Please find every line in the entries below that contains the string "eigendecomposition", and copy it.

═══ Records ═══

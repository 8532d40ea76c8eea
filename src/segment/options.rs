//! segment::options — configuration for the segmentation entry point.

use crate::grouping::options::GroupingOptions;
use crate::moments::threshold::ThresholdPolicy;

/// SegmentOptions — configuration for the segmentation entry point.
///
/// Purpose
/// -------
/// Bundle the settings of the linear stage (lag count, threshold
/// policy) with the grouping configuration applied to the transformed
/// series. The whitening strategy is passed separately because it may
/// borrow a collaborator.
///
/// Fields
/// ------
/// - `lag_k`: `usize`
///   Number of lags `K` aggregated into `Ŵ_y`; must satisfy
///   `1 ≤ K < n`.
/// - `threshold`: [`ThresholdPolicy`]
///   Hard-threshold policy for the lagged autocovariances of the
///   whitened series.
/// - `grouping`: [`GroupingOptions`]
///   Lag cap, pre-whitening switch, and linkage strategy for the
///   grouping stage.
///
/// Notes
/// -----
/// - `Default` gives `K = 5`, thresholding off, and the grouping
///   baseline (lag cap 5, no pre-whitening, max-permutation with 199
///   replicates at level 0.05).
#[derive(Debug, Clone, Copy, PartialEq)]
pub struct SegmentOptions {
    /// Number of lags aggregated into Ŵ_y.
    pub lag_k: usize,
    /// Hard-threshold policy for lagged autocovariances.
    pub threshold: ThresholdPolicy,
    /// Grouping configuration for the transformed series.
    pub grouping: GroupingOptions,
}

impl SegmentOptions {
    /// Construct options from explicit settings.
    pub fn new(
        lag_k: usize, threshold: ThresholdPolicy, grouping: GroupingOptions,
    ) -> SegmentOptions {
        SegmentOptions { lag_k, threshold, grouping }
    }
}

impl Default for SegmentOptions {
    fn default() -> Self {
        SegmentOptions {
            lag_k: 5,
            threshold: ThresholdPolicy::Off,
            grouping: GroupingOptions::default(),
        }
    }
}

═══
═══ Records ═══

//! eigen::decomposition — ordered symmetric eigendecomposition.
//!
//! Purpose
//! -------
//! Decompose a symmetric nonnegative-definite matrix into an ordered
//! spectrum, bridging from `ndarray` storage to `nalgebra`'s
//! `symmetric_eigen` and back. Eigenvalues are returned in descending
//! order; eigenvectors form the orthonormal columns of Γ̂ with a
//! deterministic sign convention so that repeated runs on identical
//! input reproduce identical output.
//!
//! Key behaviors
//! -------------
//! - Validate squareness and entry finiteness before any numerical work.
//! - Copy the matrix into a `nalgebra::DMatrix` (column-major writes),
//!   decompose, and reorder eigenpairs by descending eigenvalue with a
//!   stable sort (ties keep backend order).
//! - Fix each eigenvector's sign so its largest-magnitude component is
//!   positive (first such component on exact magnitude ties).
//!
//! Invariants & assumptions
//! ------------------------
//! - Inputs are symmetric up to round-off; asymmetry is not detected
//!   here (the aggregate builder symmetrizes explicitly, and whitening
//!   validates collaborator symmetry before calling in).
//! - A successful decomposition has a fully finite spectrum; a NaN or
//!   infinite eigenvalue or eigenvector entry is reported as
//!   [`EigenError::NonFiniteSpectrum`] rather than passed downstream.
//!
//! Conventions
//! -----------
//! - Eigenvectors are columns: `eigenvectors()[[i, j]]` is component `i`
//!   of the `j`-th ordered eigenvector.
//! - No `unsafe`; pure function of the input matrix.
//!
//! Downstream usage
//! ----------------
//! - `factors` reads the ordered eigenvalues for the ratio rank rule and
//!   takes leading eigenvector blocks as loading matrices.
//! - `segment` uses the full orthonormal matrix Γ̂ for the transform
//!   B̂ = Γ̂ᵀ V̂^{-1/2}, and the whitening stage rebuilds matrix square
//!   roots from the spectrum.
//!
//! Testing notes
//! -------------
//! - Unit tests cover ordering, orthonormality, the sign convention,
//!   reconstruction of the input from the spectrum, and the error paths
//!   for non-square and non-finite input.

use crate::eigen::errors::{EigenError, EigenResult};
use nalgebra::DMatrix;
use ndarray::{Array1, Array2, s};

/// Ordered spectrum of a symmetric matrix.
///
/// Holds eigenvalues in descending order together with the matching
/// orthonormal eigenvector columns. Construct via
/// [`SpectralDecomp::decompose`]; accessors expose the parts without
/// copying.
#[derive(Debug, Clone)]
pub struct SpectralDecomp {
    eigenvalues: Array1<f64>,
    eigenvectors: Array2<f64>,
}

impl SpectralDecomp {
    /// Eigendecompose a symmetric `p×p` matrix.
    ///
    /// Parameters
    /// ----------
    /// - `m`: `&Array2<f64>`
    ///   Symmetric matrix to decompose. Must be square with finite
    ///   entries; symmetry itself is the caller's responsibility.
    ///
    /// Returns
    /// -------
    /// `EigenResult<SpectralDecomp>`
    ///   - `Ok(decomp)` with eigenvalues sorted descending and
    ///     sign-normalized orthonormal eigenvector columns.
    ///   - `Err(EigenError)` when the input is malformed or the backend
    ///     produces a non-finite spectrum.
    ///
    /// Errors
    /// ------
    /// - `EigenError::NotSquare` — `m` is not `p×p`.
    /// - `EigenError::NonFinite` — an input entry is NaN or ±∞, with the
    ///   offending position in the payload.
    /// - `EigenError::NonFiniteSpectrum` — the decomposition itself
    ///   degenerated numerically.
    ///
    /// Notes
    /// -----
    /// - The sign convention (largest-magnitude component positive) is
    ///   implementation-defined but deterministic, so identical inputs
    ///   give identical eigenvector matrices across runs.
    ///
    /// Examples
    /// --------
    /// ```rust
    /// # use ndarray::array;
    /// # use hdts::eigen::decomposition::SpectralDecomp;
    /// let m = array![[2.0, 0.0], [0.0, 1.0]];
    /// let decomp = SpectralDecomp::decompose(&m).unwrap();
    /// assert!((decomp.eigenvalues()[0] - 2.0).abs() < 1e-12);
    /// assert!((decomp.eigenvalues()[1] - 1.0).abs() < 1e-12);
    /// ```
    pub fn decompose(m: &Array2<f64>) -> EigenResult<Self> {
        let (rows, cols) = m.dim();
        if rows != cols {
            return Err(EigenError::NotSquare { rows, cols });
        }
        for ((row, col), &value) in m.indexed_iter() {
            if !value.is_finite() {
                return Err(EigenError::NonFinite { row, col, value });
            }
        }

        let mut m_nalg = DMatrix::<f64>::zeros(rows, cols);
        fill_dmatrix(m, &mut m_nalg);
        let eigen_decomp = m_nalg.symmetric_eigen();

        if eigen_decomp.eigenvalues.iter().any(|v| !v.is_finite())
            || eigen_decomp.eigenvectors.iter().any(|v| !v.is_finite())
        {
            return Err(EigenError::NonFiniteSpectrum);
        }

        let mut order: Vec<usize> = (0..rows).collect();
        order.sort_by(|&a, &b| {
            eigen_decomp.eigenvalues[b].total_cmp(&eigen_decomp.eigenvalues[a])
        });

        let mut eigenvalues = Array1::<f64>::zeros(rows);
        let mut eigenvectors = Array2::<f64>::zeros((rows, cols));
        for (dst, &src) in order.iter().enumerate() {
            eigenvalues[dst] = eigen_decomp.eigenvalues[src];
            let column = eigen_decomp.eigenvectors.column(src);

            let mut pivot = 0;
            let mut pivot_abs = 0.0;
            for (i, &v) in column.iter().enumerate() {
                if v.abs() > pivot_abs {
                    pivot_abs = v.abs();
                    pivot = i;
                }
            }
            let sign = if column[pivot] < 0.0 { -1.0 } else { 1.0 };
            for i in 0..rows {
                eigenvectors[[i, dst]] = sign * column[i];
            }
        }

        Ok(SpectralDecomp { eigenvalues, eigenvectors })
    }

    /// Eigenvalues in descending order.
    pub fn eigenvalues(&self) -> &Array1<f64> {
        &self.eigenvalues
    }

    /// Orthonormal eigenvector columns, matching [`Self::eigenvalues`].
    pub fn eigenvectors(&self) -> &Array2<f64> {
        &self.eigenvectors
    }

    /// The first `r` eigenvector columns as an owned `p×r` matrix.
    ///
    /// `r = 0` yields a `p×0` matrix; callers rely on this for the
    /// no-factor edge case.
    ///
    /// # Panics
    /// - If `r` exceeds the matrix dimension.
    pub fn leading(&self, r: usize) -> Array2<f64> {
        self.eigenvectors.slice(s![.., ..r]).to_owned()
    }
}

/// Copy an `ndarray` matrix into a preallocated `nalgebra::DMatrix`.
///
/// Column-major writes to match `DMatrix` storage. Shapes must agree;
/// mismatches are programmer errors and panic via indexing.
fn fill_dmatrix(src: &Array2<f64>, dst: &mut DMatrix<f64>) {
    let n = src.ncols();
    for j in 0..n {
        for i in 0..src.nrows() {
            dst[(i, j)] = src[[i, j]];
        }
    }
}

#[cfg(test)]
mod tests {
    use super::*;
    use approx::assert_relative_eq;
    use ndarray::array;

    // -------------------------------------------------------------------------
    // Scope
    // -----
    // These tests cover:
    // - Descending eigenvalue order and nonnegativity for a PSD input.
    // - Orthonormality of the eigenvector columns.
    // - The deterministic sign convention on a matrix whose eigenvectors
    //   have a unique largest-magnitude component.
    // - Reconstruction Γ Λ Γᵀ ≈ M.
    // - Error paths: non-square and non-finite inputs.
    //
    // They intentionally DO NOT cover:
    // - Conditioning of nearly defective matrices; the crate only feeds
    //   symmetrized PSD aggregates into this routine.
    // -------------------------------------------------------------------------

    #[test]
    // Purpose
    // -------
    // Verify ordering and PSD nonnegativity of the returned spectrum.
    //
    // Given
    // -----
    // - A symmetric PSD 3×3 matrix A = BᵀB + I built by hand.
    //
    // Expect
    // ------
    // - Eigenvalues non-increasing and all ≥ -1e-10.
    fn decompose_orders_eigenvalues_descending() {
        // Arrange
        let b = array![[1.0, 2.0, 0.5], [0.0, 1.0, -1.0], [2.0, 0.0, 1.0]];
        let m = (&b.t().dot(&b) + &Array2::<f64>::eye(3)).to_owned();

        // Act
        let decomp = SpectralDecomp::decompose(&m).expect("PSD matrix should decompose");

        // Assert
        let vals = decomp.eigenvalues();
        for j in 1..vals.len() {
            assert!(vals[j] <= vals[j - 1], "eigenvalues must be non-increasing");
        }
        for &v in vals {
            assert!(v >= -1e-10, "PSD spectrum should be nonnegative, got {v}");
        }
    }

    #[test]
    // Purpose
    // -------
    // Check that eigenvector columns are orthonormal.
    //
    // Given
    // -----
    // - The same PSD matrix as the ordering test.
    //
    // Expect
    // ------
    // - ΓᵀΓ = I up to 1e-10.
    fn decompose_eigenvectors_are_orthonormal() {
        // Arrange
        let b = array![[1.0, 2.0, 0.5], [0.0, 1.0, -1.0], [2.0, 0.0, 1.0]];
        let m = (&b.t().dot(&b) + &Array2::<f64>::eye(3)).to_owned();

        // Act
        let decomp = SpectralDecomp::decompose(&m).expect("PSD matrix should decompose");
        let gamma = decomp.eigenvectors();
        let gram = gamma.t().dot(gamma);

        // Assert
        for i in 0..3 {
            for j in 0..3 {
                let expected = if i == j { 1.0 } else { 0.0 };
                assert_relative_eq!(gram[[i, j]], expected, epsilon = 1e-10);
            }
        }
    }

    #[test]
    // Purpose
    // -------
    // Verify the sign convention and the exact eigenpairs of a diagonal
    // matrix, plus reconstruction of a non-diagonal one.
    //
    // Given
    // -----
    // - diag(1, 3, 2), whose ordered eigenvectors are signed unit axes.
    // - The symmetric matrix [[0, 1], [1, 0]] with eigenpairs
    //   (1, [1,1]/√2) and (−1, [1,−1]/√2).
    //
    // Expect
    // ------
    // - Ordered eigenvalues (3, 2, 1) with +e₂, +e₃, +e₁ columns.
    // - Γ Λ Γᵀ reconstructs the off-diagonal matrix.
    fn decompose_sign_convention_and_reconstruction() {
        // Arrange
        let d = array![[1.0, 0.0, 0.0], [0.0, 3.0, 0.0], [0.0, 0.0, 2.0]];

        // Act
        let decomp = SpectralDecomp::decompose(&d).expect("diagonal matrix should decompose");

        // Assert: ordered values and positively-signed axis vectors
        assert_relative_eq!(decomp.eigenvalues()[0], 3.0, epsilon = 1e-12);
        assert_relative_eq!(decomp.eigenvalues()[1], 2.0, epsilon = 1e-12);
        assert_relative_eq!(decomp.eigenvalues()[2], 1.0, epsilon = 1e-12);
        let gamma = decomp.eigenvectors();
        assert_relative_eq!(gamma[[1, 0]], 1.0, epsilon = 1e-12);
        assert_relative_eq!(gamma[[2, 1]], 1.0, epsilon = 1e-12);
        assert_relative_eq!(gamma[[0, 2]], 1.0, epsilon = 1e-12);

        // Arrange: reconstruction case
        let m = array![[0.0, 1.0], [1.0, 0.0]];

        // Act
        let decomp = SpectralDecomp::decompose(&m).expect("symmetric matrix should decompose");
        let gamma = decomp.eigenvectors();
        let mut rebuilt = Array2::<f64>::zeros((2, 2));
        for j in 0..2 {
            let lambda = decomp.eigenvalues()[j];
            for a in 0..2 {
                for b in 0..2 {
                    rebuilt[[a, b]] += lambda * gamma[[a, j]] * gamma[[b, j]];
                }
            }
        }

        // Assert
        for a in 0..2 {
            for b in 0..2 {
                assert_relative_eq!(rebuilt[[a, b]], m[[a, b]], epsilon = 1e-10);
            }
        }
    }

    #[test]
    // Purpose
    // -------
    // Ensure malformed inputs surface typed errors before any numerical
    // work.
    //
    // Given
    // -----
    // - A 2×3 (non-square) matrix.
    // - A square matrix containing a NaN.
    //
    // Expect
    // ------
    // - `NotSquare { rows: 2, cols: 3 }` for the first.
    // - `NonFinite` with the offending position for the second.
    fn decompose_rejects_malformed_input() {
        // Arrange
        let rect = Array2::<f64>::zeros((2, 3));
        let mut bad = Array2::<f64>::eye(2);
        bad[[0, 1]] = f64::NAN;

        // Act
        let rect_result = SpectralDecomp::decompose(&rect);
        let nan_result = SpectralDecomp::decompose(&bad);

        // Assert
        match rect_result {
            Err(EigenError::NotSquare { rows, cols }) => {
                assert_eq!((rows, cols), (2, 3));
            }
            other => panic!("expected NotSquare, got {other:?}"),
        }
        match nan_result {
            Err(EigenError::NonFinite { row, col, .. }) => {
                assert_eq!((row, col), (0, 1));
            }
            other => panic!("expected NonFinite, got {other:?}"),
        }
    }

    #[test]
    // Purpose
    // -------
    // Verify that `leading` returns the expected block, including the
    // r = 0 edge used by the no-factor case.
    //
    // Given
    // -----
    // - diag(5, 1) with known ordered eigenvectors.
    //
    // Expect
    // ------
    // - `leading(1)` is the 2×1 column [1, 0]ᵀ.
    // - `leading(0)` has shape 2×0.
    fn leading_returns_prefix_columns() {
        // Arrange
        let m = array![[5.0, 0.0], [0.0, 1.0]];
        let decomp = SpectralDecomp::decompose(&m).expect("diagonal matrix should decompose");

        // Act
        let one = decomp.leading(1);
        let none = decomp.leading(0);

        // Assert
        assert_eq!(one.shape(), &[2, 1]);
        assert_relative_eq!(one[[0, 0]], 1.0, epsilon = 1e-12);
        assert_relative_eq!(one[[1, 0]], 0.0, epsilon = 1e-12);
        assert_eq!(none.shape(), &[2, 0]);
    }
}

═══
═══ Records ═══

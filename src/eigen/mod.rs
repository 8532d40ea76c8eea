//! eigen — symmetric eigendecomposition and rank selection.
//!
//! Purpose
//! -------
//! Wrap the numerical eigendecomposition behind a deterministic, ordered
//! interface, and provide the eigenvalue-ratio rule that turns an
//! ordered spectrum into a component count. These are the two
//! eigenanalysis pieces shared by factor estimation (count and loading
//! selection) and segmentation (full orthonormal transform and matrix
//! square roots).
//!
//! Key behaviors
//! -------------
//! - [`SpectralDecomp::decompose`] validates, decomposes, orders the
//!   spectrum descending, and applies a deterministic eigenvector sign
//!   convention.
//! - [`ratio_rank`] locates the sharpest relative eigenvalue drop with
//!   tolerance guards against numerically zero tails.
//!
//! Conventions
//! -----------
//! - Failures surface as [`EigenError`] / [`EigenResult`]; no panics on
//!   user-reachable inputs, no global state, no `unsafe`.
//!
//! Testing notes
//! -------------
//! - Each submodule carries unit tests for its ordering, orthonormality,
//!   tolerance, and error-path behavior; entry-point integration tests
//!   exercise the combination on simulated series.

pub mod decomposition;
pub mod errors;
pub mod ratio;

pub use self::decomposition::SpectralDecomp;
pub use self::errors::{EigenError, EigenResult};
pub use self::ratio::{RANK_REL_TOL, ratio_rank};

═══

**Written response**
//! eigen::decomposition — ordered symmetric eigendecomposition.
//! eigen — symmetric eigendecomposition and rank selection.
//! Wrap the numerical eigendecomposition behind a deterministic, ordered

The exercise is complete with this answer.